START Records for this exercise

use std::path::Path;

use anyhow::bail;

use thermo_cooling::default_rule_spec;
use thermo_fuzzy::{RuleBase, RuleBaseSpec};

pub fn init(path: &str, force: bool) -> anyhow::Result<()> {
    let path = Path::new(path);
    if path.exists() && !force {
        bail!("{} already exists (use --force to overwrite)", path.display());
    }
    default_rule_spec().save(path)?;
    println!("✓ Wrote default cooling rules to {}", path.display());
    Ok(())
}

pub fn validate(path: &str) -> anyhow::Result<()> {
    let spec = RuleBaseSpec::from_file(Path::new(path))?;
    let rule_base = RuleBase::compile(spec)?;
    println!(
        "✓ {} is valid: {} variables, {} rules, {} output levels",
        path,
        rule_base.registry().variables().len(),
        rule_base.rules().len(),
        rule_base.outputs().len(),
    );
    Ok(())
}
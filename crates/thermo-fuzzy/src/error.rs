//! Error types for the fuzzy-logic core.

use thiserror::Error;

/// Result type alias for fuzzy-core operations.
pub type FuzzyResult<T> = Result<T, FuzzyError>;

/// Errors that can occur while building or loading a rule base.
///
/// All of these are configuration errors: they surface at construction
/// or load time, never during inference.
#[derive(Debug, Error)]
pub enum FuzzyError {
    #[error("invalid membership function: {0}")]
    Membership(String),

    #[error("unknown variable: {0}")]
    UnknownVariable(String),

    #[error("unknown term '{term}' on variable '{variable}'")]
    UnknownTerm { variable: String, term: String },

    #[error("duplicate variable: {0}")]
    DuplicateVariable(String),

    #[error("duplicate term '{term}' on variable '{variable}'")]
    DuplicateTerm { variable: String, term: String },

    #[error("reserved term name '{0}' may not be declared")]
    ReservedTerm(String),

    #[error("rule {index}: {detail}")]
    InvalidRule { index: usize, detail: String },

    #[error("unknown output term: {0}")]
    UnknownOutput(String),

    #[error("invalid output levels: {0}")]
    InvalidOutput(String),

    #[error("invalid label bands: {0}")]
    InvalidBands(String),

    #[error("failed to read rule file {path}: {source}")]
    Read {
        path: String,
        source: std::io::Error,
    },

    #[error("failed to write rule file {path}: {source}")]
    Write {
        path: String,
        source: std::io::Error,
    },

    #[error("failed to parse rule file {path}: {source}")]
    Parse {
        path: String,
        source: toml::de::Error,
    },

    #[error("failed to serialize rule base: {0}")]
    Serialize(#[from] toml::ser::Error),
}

END Records for this exercise

Please set down the material above once more, word for word.

use std::path::Path;

use anyhow::bail;

use thermo_cooling::default_rule_spec;
use thermo_fuzzy::{RuleBase, RuleBaseSpec};

pub fn init(path: &str, force: bool) -> anyhow::Result<()> {
    let path = Path::new(path);
    if path.exists() && !force {
        bail!("{} already exists (use --force to overwrite)", path.display());
    }
    default_rule_spec().save(path)?;
    println!("✓ Wrote default cooling rules to {}", path.display());
    Ok(())
}

pub fn validate(path: &str) -> anyhow::Result<()> {
    let spec = RuleBaseSpec::from_file(Path::new(path))?;
    let rule_base = RuleBase::compile(spec)?;
    println!(
        "✓ {} is valid: {} variables, {} rules, {} output levels",
        path,
        rule_base.registry().variables().len(),
        rule_base.rules().len(),
        rule_base.outputs().len(),
    );
    Ok(())
}
filename crates/thermo-fuzzy/src/error.rs
//! Error types for the fuzzy-logic core.

use thiserror::Error;

/// Result type alias for fuzzy-core operations.
pub type FuzzyResult<T> = Result<T, FuzzyError>;

/// Errors that can occur while building or loading a rule base.
///
/// All of these are configuration errors: they surface at construction
/// or load time, never during inference.
#[derive(Debug, Error)]
pub enum FuzzyError {
    #[error("invalid membership function: {0}")]
    Membership(String),

    #[error("unknown variable: {0}")]
    UnknownVariable(String),

    #[error("unknown term '{term}' on variable '{variable}'")]
    UnknownTerm { variable: String, term: String },

    #[error("duplicate variable: {0}")]
    DuplicateVariable(String),

    #[error("duplicate term '{term}' on variable '{variable}'")]
    DuplicateTerm { variable: String, term: String },

    #[error("reserved term name '{0}' may not be declared")]
    ReservedTerm(String),

    #[error("rule {index}: {detail}")]
    InvalidRule { index: usize, detail: String },

    #[error("unknown output term: {0}")]
    UnknownOutput(String),

    #[error("invalid output levels: {0}")]
    InvalidOutput(String),

    #[error("invalid label bands: {0}")]
    InvalidBands(String),

    #[error("failed to read rule file {path}: {source}")]
    Read {
        path: String,
        source: std::io::Error,
    },

    #[error("failed to write rule file {path}: {source}")]
    Write {
        path: String,
        source: std::io::Error,
    },

    #[error("failed to parse rule file {path}: {source}")]
    Parse {
        path: String,
        source: toml::de::Error,
    },

    #[error("failed to serialize rule base: {0}")]
    Serialize(#[from] toml::ser::Error),
}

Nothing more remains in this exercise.